BC já previa impacto da alta dos combustíveis na inflação

O ministro do Planejamento, Guido Mantega, admitiu hoje que o reajuste no preço dos combustíveis influenciará os índices de inflação no decorrer do ano, mas ressaltou que tal impacto já era considerado pelo Banco Central. "O impacto nos preços está dentro da conta do Banco Central", disse ao chegar ao gabinete do presidente Luiz Inácio Lula da Silva no Centro de Convenções do Anhembi, onde acontece a 11ª Assembléia Geral da Conferência das Nações Unidas para Comércio e Desenvolvimento (Unctad). "A meta de inflação tem margem e essa margem poderá absorver esse aumento de preços.

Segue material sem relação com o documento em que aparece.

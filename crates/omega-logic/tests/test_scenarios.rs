//! Object lifecycle scenarios across the logic crate.
//!
//! Exercises: InventoryObject → Stability → Coolable → InventoryStore
//!
//! All tests are pure logic — no console, no randomness.

use omega_logic::prelude::*;

// ── Analysis drain ─────────────────────────────────────────────────────

#[test]
fn data_packet_survives_four_analyses() {
    let mut packet = InventoryObject::new("OBJ-101", ObjectKind::DataPacket);
    for _ in 0..4 {
        packet.analyze().expect("no collapse within four analyses");
    }
    assert_eq!(packet.stability(), 80.0);
}

#[test]
fn dark_matter_collapses_on_seventh_analysis() {
    let mut dark = InventoryObject::new("OBJ-202", ObjectKind::DarkMatter);
    for _ in 0..6 {
        dark.analyze().expect("first six analyses are safe");
    }
    assert_eq!(dark.stability(), 10.0);

    let fault = dark.analyze().expect_err("seventh analysis collapses");
    assert_eq!(fault.id, "OBJ-202");
    assert_eq!(fault.attempted, -5.0);
}

#[test]
fn anti_matter_collapses_on_fourth_analysis() {
    let mut anti = InventoryObject::new("OBJ-303", ObjectKind::AntiMatter);
    for expected in [75.0, 50.0, 25.0] {
        anti.analyze().unwrap();
        assert_eq!(anti.stability(), expected);
    }
    // 25 - 25 = 0 is already fatal
    assert!(anti.analyze().is_err());
}

#[test]
fn data_packet_collapses_on_twentieth_analysis() {
    let mut packet = InventoryObject::new("OBJ-104", ObjectKind::DataPacket);
    for _ in 0..19 {
        packet.analyze().unwrap();
    }
    assert_eq!(packet.stability(), 5.0);
    assert_eq!(packet.analyze().unwrap_err().id, "OBJ-104");
}

// ── Cooldown ───────────────────────────────────────────────────────────

#[test]
fn anti_matter_cooldown_from_thirty() {
    let mut anti = InventoryObject::new("OBJ-305", ObjectKind::AntiMatter);
    anti.set_stability(30.0).unwrap();
    anti.coolable()
        .expect("anti matter is coolable")
        .emergency_cooldown()
        .unwrap();
    assert_eq!(anti.stability(), 80.0);
}

#[test]
fn anti_matter_cooldown_from_ninety_clamps() {
    let mut anti = InventoryObject::new("OBJ-306", ObjectKind::AntiMatter);
    anti.set_stability(90.0).unwrap();
    anti.coolable().unwrap().emergency_cooldown().unwrap();
    assert_eq!(anti.stability(), 100.0);
}

#[test]
fn data_packet_refuses_cooldown_without_mutation() {
    let mut packet = InventoryObject::new("OBJ-107", ObjectKind::DataPacket);
    packet.analyze().unwrap();
    assert!(packet.coolable().is_none());
    assert_eq!(packet.stability(), 95.0);
}

#[test]
fn cooldown_extends_dark_matter_lifetime() {
    let mut dark = InventoryObject::new("OBJ-208", ObjectKind::DarkMatter);
    for _ in 0..6 {
        dark.analyze().unwrap();
    }
    dark.coolable().unwrap().emergency_cooldown().unwrap();
    assert_eq!(dark.stability(), 60.0);
    for _ in 0..3 {
        dark.analyze().unwrap();
    }
    assert_eq!(dark.stability(), 15.0);
    assert!(dark.analyze().is_err());
}

// ── Store ──────────────────────────────────────────────────────────────

#[test]
fn store_dispatch_depends_on_runtime_variant() {
    let mut store = InventoryStore::new();
    store.add(InventoryObject::new("P", ObjectKind::DataPacket));
    store.add(InventoryObject::new("D", ObjectKind::DarkMatter));
    store.add(InventoryObject::new("A", ObjectKind::AntiMatter));

    for id in ["P", "D", "A"] {
        store.find_by_id_mut(id).unwrap().analyze().unwrap();
    }

    let listed: Vec<_> = store
        .list_all()
        .unwrap()
        .map(|o| (o.id().to_string(), o.stability()))
        .collect();
    assert_eq!(
        listed,
        vec![
            ("P".to_string(), 95.0),
            ("D".to_string(), 85.0),
            ("A".to_string(), 75.0)
        ]
    );
}

#[test]
fn missing_ids_are_not_found() {
    let mut store = InventoryStore::new();
    assert!(store.find_by_id_mut("OBJ-999").is_none());
    store.add(InventoryObject::new("OBJ-500", ObjectKind::DarkMatter));
    assert!(store.find_by_id_mut("OBJ-999").is_none());
}
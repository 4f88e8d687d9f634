//! Pure vault logic for Omega Sector.
//!
//! This crate holds everything about the simulation that is independent of
//! the console: the stability value and its collapse threshold, the three
//! inventory object variants, the cooldown capability, and the inventory
//! store. Nothing here reads input or prints; operations return messages and
//! typed errors, so the whole state machine is unit-testable.
//!
//! # Module Overview
//!
//! | Module | Purpose |
//! |--------|---------|
//! | [`config`] | Session configuration (id format, random seed) |
//! | [`cooldown`] | Emergency cooldown capability handle |
//! | [`error`] | Collapse fault and recoverable command errors |
//! | [`object`] | Object variants, per-variant specs, status text |
//! | [`random`] | Random source seam and its `rand`-backed implementation |
//! | [`stability`] | Bounded stability value with collapse detection |
//! | [`store`] | Ordered inventory store with first-match lookup |

pub mod config;
pub mod cooldown;
pub mod error;
pub mod object;
pub mod random;
pub mod stability;
pub mod store;

/// Commonly used types for convenient importing
pub mod prelude {
    pub use crate::config::SessionConfig;
    pub use crate::cooldown::Coolable;
    pub use crate::error::{CollapseFault, CommandError};
    pub use crate::object::{InventoryObject, ObjectKind};
    pub use crate::random::{FixedRandom, RandomSource, RngSource};
    pub use crate::stability::Stability;
    pub use crate::store::InventoryStore;
}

A margem de inflação, aliás, foi feita exatamente para isso", complementou.Mantega justificou o reajuste da Petrobras como "necessário porque havia defasagem desde o ano passado, uma vez que não houve reajuste expressivo pela Petrobras, mas houve sim uma variação importante de preços internacionais do petróleo". Ele insistiu, entretanto, que se a cotação internacional do produto cair, a petrolífera brasileira deverá reverter o reajuste anunciado ontem. O ministro admitiu também que o reajuste de preço poderá resultar numa expansão de lucros da Petrobras, o que, por sua vez, tenderá a aumentar os dividendos recebidos pelo governo, fortalecendo a conta de superávit primário.